- [TASK] Where a line below holds the string "unwrap", that line goes into the answer.

- [RECORDS TO USE]
---------------
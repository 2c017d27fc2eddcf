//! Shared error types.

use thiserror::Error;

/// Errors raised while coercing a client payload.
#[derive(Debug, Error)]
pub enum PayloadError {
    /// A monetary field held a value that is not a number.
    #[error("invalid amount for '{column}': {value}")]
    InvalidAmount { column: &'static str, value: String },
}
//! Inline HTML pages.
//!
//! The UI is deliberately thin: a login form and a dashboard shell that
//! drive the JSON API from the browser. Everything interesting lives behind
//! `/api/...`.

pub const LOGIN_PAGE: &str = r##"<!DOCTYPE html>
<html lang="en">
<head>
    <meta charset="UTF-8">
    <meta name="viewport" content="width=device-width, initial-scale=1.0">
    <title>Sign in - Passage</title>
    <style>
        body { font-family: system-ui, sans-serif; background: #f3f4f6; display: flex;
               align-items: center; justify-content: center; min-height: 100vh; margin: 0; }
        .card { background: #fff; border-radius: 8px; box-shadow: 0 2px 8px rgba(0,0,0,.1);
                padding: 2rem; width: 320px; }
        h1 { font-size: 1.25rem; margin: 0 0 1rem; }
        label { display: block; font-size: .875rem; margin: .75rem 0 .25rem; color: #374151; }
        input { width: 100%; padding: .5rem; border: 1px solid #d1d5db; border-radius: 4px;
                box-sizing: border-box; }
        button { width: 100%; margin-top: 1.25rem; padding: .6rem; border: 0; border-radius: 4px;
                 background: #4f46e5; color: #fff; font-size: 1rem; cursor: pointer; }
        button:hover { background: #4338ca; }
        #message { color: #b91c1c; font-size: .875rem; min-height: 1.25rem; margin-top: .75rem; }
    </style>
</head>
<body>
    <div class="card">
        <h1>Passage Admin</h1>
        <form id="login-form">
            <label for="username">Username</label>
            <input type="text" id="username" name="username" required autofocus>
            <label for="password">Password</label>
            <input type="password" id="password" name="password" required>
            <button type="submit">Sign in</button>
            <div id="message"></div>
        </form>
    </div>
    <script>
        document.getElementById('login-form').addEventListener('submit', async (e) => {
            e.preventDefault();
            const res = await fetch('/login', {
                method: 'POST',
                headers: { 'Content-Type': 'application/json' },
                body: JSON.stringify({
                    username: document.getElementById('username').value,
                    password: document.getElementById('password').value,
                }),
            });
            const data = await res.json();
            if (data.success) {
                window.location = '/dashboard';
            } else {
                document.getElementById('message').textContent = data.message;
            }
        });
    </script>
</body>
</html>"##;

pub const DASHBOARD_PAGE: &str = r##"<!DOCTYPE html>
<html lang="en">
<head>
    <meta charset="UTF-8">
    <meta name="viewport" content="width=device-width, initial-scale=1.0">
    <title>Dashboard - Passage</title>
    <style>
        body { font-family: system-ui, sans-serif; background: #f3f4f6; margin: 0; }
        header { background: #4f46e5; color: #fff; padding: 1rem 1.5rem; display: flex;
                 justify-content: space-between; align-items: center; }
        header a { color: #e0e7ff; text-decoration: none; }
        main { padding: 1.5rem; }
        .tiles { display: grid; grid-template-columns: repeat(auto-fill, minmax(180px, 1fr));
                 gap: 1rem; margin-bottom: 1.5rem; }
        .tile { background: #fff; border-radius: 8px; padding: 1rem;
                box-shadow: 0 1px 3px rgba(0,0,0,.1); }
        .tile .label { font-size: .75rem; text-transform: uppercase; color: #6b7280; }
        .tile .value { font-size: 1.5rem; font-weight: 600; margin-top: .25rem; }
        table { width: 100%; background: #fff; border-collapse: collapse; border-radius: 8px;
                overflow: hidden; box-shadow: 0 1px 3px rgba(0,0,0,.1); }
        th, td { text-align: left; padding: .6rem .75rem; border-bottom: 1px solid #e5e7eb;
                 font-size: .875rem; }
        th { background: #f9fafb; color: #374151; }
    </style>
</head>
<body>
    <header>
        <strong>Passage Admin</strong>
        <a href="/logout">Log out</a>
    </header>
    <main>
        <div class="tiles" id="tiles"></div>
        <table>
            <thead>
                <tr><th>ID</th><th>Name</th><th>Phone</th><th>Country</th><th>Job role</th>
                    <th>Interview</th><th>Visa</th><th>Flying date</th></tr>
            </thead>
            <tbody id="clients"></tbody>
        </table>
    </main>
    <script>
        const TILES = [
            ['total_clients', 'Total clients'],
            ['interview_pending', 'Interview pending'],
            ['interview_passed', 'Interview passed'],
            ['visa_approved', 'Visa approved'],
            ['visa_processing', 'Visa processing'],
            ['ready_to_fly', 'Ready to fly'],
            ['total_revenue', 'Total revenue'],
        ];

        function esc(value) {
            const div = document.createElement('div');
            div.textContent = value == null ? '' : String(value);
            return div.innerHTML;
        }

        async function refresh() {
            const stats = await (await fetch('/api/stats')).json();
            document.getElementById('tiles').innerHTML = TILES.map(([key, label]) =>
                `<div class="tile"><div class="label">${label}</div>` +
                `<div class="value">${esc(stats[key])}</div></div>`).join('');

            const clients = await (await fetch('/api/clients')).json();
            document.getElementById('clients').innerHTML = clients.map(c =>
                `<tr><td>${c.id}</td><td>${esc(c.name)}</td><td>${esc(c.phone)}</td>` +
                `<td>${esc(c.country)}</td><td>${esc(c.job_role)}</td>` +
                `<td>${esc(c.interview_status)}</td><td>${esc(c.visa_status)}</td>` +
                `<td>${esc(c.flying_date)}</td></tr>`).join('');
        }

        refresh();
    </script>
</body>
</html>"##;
---------------
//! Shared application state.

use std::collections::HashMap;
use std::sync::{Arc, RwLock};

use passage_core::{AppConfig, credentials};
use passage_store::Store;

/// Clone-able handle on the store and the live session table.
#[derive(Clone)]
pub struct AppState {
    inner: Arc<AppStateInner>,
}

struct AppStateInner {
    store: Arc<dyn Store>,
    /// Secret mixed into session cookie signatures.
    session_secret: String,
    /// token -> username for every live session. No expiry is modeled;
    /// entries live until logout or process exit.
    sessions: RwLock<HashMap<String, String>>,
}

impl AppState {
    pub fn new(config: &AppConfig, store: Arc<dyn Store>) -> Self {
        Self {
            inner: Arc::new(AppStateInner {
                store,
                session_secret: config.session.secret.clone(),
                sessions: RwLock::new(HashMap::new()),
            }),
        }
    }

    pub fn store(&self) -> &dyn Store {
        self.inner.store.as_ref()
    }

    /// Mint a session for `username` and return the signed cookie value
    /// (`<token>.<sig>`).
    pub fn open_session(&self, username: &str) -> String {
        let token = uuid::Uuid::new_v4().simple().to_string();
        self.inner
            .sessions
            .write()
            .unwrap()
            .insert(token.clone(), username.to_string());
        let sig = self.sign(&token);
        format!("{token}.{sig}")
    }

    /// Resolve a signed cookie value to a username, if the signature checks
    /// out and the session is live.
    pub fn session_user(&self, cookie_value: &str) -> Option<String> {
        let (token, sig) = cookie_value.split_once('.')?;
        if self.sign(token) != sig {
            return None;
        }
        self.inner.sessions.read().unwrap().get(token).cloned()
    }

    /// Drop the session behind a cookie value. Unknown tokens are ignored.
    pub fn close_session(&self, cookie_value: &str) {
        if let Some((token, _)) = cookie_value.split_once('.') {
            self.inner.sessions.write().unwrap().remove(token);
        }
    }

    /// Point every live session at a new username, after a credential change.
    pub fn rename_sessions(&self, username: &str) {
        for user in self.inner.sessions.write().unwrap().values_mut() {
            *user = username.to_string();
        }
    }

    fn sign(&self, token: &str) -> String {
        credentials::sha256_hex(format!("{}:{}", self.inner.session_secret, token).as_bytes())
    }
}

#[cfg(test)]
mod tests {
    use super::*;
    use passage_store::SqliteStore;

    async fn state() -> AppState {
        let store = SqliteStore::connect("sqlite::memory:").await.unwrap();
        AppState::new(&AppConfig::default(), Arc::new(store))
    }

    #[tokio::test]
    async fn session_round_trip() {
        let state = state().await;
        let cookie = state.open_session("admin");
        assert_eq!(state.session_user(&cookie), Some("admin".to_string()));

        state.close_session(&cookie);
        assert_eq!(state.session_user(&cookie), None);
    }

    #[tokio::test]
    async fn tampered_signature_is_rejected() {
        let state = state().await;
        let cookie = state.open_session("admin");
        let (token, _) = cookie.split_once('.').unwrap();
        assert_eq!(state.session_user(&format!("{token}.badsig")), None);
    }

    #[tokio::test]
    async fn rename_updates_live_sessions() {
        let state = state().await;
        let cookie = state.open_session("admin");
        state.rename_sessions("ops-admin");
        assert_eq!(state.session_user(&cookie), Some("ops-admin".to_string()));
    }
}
---------------
- [PROBLEM SOLUTION]
            .unwrap()
        self.inner.sessions.read().unwrap().get(token).cloned()
            self.inner.sessions.write().unwrap().remove(token);
        for user in self.inner.sessions.write().unwrap().values_mut() {
        let store = SqliteStore::connect("sqlite::memory:").await.unwrap();
        let (token, _) = cookie.split_once('.').unwrap();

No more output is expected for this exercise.